WORK TASK>
Pick out all lines in the listing holding the string "once" and copy them.

SUPPLIED MATERIAL>
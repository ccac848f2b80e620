//! Server Configuration
//!
//! Loads the runtime configuration from environment variables once at
//! startup. Every value has a development default so `userboard-server`
//! runs out of the box; production deployments are expected to set
//! `JWT_SECRET` and `DATABASE_URL` explicitly.
//!
//! # Variables
//!
//! - `DATABASE_URL` - SQLite connection string (default `sqlite://userboard.db?mode=rwc`)
//! - `JWT_SECRET` - HMAC signing secret (default triggers a warning)
//! - `JWT_ALGORITHM` - HS256 | HS384 | HS512 (default HS256)
//! - `TOKEN_EXPIRE_MINUTES` - token lifetime (default 30)
//! - `SERVER_PORT` - listen port (default 3000)

use jsonwebtoken::Algorithm;
use thiserror::Error;

const DEFAULT_DATABASE_URL: &str = "sqlite://userboard.db?mode=rwc";
const DEFAULT_JWT_SECRET: &str = "your-secret-key-change-in-production";
const DEFAULT_TOKEN_EXPIRE_MINUTES: i64 = 30;
const DEFAULT_SERVER_PORT: u16 = 3000;

/// Configuration problems that should abort startup
#[derive(Debug, Error)]
pub enum ConfigError {
    /// Tokens are symmetric-key only; asymmetric algorithms need key
    /// material this service does not manage.
    #[error("unsupported JWT_ALGORITHM {0:?}: expected HS256, HS384 or HS512")]
    UnsupportedAlgorithm(String),

    #[error("invalid {name}: {value:?} is not a valid number")]
    InvalidNumber { name: &'static str, value: String },
}

/// Immutable runtime configuration, loaded once and shared via `AppState`
#[derive(Debug, Clone)]
pub struct AppConfig {
    /// SQLite connection string handed to sqlx
    pub database_url: String,
    /// Secret for signing and verifying access tokens
    pub jwt_secret: String,
    /// HMAC variant used for access tokens
    pub jwt_algorithm: Algorithm,
    /// Access token lifetime in minutes; may be negative in tests to
    /// mint already-expired tokens
    pub token_expire_minutes: i64,
    /// TCP port the server binds on
    pub port: u16,
}

impl AppConfig {
    /// Load configuration from the environment
    ///
    /// Missing variables fall back to development defaults. Present but
    /// unparseable values are errors: a typo in `TOKEN_EXPIRE_MINUTES` or
    /// an RSA algorithm name should stop the server, not be silently
    /// replaced.
    pub fn from_env() -> Result<Self, ConfigError> {
        let database_url = std::env::var("DATABASE_URL")
            .unwrap_or_else(|_| DEFAULT_DATABASE_URL.to_string());

        let jwt_secret = std::env::var("JWT_SECRET").unwrap_or_else(|_| {
            tracing::warn!("JWT_SECRET not set, using the built-in development secret");
            DEFAULT_JWT_SECRET.to_string()
        });

        let jwt_algorithm = match std::env::var("JWT_ALGORITHM") {
            Ok(name) => parse_hmac_algorithm(&name)?,
            Err(_) => Algorithm::HS256,
        };

        let token_expire_minutes = match std::env::var("TOKEN_EXPIRE_MINUTES") {
            Ok(raw) => raw.parse::<i64>().map_err(|_| ConfigError::InvalidNumber {
                name: "TOKEN_EXPIRE_MINUTES",
                value: raw,
            })?,
            Err(_) => DEFAULT_TOKEN_EXPIRE_MINUTES,
        };

        let port = match std::env::var("SERVER_PORT") {
            Ok(raw) => raw.parse::<u16>().map_err(|_| ConfigError::InvalidNumber {
                name: "SERVER_PORT",
                value: raw,
            })?,
            Err(_) => DEFAULT_SERVER_PORT,
        };

        Ok(Self {
            database_url,
            jwt_secret,
            jwt_algorithm,
            token_expire_minutes,
            port,
        })
    }
}

/// Parse an HMAC algorithm name, rejecting everything else
fn parse_hmac_algorithm(name: &str) -> Result<Algorithm, ConfigError> {
    match name {
        "HS256" => Ok(Algorithm::HS256),
        "HS384" => Ok(Algorithm::HS384),
        "HS512" => Ok(Algorithm::HS512),
        other => Err(ConfigError::UnsupportedAlgorithm(other.to_string())),
    }
}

RESULT OF THE TASK>
//! Loads the runtime configuration from environment variables once at
/// Immutable runtime configuration, loaded once and shared via `AppState`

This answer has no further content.